**Work to complete:** With respect to the word "video", report how many lines of the following listing include it. Give nothing but the number.
★ ★ ★ ★
#[cfg(test)]
mod tests {
    use super::*;
    use serde_json::json;

    fn png() -> Option<Asset> {
        Some(Asset::new("a.png", "image/png", vec![1, 2, 3]))
    }

    #[test]
    fn test_required_fields_per_type() {
        let image = ContentDraft::Image { name: "A".into(), description: "B".into(), image: None };
        assert_eq!(image.validate(), Err(DraftError::MissingImage));

        let video = ContentDraft::Video { name: "A".into(), description: "B".into(), file: None };
        assert_eq!(video.validate(), Err(DraftError::MissingFile));

        let music = ContentDraft::Music {
            name: "A".into(),
            description: "B".into(),
            file: Some(Asset::new("a.mp3", "audio/mpeg", vec![])),
        };
        assert_eq!(music.validate(), Err(DraftError::MissingFile));

        let code = ContentDraft::Code { name: "A".into(), description: "B".into(), link: Some("  ".into()) };
        assert_eq!(code.validate(), Err(DraftError::MissingLink));

        let code = ContentDraft::Code { name: "A".into(), description: "B".into(), link: Some("github.com/x".into()) };
        assert_eq!(code.validate(), Err(DraftError::InvalidLink));

        let blog = ContentDraft::Blog { name: "A".into(), description: "B".into(), url: None };
        assert_eq!(blog.validate(), Ok(()));
    }

    #[test]
    fn test_name_and_description_checked_first() {
        for content_type in ContentType::ALL {
            let draft = ContentDraft::from_raw(
                content_type,
                RawDraft { name: " ".into(), description: "B".into(), ..Default::default() },
            );
            assert_eq!(draft.validate(), Err(DraftError::MissingName));

            let draft = ContentDraft::from_raw(
                content_type,
                RawDraft { name: "A".into(), description: "".into(), ..Default::default() },
            );
            assert_eq!(draft.validate(), Err(DraftError::MissingDescription));
        }
    }

    #[test]
    fn test_from_raw_drops_unused_fields() {
        let raw = RawDraft {
            name: "A".into(),
            description: "B".into(),
            image: png(),
            link: Some("https://github.com/a/b".into()),
            ..Default::default()
        };
        let draft = ContentDraft::from_raw(ContentType::Code, raw);
        assert_eq!(draft.content_type(), ContentType::Code);
        assert!(matches!(draft, ContentDraft::Code { link: Some(_), .. }));
        assert_eq!(draft.validate(), Ok(()));
    }

    #[test]
    fn test_metadata_shape() {
        let doc = MetadataDocument {
            name: "A".into(),
            description: "B".into(),
            content_type: ContentType::Image,
            image: "ipfs://X".into(),
            link: None,
            url: None,
            file: None,
        };
        assert_eq!(
            serde_json::to_value(&doc).unwrap(),
            json!({"name": "A", "description": "B", "type": "image", "image": "ipfs://X"})
        );
    }

    #[test]
    fn test_token_data_camel_case() {
        let token = TokenData {
            contract_address: "0xabc".into(),
            name: "Coin".into(),
            symbol: "COIN".into(),
            description: "d".into(),
            content_type: "music".into(),
            image_uri: "ipfs://img".into(),
            metadata_uri: "ipfs://meta".into(),
            creator_address: "0xcreator".into(),
            created_at: "2025-01-01T00:00:00Z".into(),
            transaction_hash: "0xtx".into(),
        };
        let value = serde_json::to_value(&token).unwrap();
        assert_eq!(value["contractAddress"], "0xabc");
        assert_eq!(value["transactionHash"], "0xtx");
    }

    #[test]
    fn test_address_helpers() {
        assert!(same_address("0xABCdef", "0xabcDEF"));
        assert_eq!(short_address("0x1234567890abcdef"), "0x1234...cdef");
        assert_eq!(short_address("0x12"), "0x12");
        assert_eq!(type_icon("video"), "🎥");
        assert_eq!(type_icon("unknown"), "📄");
        assert_eq!(ipfs_to_gateway("ipfs://Qm1", "gw.example"), "https://gw.example/ipfs/Qm1");
        assert_eq!(ipfs_to_gateway("https://x/y.png", "gw.example"), "https://x/y.png");
    }

    #[test]
    fn test_mime_guess() {
        assert_eq!(Asset::from_path_bytes("song.MP3", vec![1]).mime_type, "audio/mpeg");
        assert_eq!(Asset::from_path_bytes("noext", vec![1]).mime_type, "application/octet-stream");
    }
}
★ ★ ★ ★
**Result:** 3